--- START ---

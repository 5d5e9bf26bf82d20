use std::path::Path;

use serde::Deserialize;
use thiserror::Error;

use crate::models::site::{BoundViolation, CalculationRequest, FormDefaults, INPUT_BOUNDS, Locale};

fn default_bind() -> String {
    "0.0.0.0".to_string()
}

fn default_port() -> u16 {
    8080
}

fn default_log_level() -> String {
    "info".to_string()
}

fn default_map_zoom() -> u8 {
    16
}

#[derive(Debug, Deserialize, Clone, Default)]
pub struct Config {
    #[serde(default)]
    pub server: ServerConfig,
    #[serde(default)]
    pub logging: LoggingConfig,
    #[serde(default)]
    pub defaults: InputDefaults,
    #[serde(default)]
    pub map: MapConfig,
    #[serde(default)]
    pub locale: Locale,
}

#[derive(Debug, Deserialize, Clone)]
pub struct ServerConfig {
    #[serde(default = "default_bind")]
    pub bind: String,
    #[serde(default = "default_port")]
    pub port: u16,
    /// Directory served as fallback (front-end assets). Nothing is served when unset.
    #[serde(default)]
    pub static_dir: Option<String>,
}

impl Default for ServerConfig {
    fn default() -> Self {
        Self {
            bind: default_bind(),
            port: default_port(),
            static_dir: None,
        }
    }
}

#[derive(Debug, Deserialize, Clone, Copy, PartialEq, Eq, Default)]
#[serde(rename_all = "lowercase")]
pub enum LogFormat {
    #[default]
    Text,
    Json,
}

#[derive(Debug, Deserialize, Clone)]
pub struct LoggingConfig {
    /// EnvFilter directive, e.g. "info" or "solarmap=debug,tower_http=info"
    #[serde(default = "default_log_level")]
    pub level: String,
    #[serde(default)]
    pub format: LogFormat,
}

impl Default for LoggingConfig {
    fn default() -> Self {
        Self {
            level: default_log_level(),
            format: LogFormat::default(),
        }
    }
}

/// Values the form starts with.
#[derive(Debug, Deserialize, Clone, Copy, PartialEq)]
#[serde(default)]
pub struct InputDefaults {
    pub latitude: f64,
    pub longitude: f64,
    pub available_area_m2: f64,
    pub panel_area_m2: f64,
    pub panel_wattage_w: f64,
}

impl Default for InputDefaults {
    fn default() -> Self {
        // Belo Horizonte, a 30 m² roof and a common 450 W module
        Self {
            latitude: -19.9,
            longitude: -43.9,
            available_area_m2: 30.0,
            panel_area_m2: 1.7,
            panel_wattage_w: 450.0,
        }
    }
}

#[derive(Debug, Deserialize, Clone, Copy)]
pub struct MapConfig {
    #[serde(default = "default_map_zoom")]
    pub zoom: u8,
}

impl Default for MapConfig {
    fn default() -> Self {
        Self {
            zoom: default_map_zoom(),
        }
    }
}

#[derive(Debug, Error)]
pub enum ConfigError {
    #[error("failed to read config file '{0}': {1}")]
    Io(String, #[source] std::io::Error),
    #[error("failed to parse config: {0}")]
    Parse(#[from] serde_json::Error),
    #[error("invalid form default: {0}")]
    InvalidDefault(#[from] BoundViolation),
}

impl Config {
    pub fn load(path: impl AsRef<Path>) -> Result<Self, ConfigError> {
        let path = path.as_ref();
        let content = std::fs::read_to_string(path)
            .map_err(|e| ConfigError::Io(path.display().to_string(), e))?;
        Self::from_json(&content)
    }

    pub fn from_json(content: &str) -> Result<Self, ConfigError> {
        let config: Config = serde_json::from_str(content)?;
        config.defaults_request().validate()?;
        Ok(config)
    }

    pub fn bind_addr(&self) -> String {
        format!("{}:{}", self.server.bind, self.server.port)
    }

    fn defaults_request(&self) -> CalculationRequest {
        let d = &self.defaults;
        CalculationRequest {
            latitude: d.latitude,
            longitude: d.longitude,
            available_area_m2: d.available_area_m2,
            panel_area_m2: d.panel_area_m2,
            panel_wattage_w: d.panel_wattage_w,
            locale: Some(self.locale),
        }
    }

    pub fn form_defaults(&self) -> FormDefaults {
        let d = &self.defaults;
        FormDefaults {
            latitude: d.latitude,
            longitude: d.longitude,
            available_area_m2: d.available_area_m2,
            panel_area_m2: d.panel_area_m2,
            panel_wattage_w: d.panel_wattage_w,
            locale: self.locale,
            map_zoom: self.map.zoom,
            bounds: INPUT_BOUNDS.to_vec(),
        }
    }
}

#[cfg(test)]
mod tests {
    use super::*;
    use std::io::Write;

    #[test]
    fn test_parse_full_config() {
        let json = r#"{
            "server": { "bind": "127.0.0.1", "port": 3000, "static_dir": "static" },
            "logging": { "level": "debug", "format": "json" },
            "defaults": { "latitude": -23.5, "longitude": -46.6, "available_area_m2": 50.0,
                          "panel_area_m2": 2.0, "panel_wattage_w": 550.0 },
            "map": { "zoom": 12 },
            "locale": "pt-BR"
        }"#;
        let config = Config::from_json(json).unwrap();
        assert_eq!(config.bind_addr(), "127.0.0.1:3000");
        assert_eq!(config.server.static_dir.as_deref(), Some("static"));
        assert_eq!(config.logging.format, LogFormat::Json);
        assert_eq!(config.defaults.panel_wattage_w, 550.0);
        assert_eq!(config.map.zoom, 12);
        assert_eq!(config.locale, Locale::PtBr);
    }

    #[test]
    fn test_empty_config_uses_defaults() {
        let config = Config::from_json("{}").unwrap();
        assert_eq!(config.bind_addr(), "0.0.0.0:8080");
        assert_eq!(config.logging.level, "info");
        assert_eq!(config.defaults, InputDefaults::default());
        assert_eq!(config.map.zoom, 16);
        assert_eq!(config.locale, Locale::En);
    }

    #[test]
    fn test_partial_defaults_section() {
        let config = Config::from_json(r#"{ "defaults": { "available_area_m2": 12.0 } }"#).unwrap();
        assert_eq!(config.defaults.available_area_m2, 12.0);
        assert_eq!(config.defaults.panel_area_m2, 1.7);
    }

    #[test]
    fn test_out_of_range_default_rejected() {
        let err = Config::from_json(r#"{ "defaults": { "latitude": 123.0 } }"#).unwrap_err();
        assert!(matches!(err, ConfigError::InvalidDefault(_)));
    }

    #[test]
    fn test_load_from_file() {
        let mut file = tempfile::NamedTempFile::new().unwrap();
        write!(file, r#"{{ "server": {{ "port": 9090 }} }}"#).unwrap();
        let config = Config::load(file.path()).unwrap();
        assert_eq!(config.server.port, 9090);
    }

    #[test]
    fn test_missing_file_is_error() {
        let err = Config::load("/nonexistent/solarmap.json").unwrap_err();
        assert!(matches!(err, ConfigError::Io(..)));
    }

    #[test]
    fn test_form_defaults_expose_bounds() {
        let form = Config::default().form_defaults();
        assert_eq!(form.bounds.len(), 5);
        assert_eq!(form.map_zoom, 16);
        assert_eq!(form.latitude, -19.9);
    }
}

--- END ---

Your answer should be the lines of the records that include the word "longitude".

    pub longitude: f64,
            longitude: -43.9,
            longitude: d.longitude,
            longitude: d.longitude,
            "defaults": { "latitude": -23.5, "longitude": -46.6, "available_area_m2": 50.0,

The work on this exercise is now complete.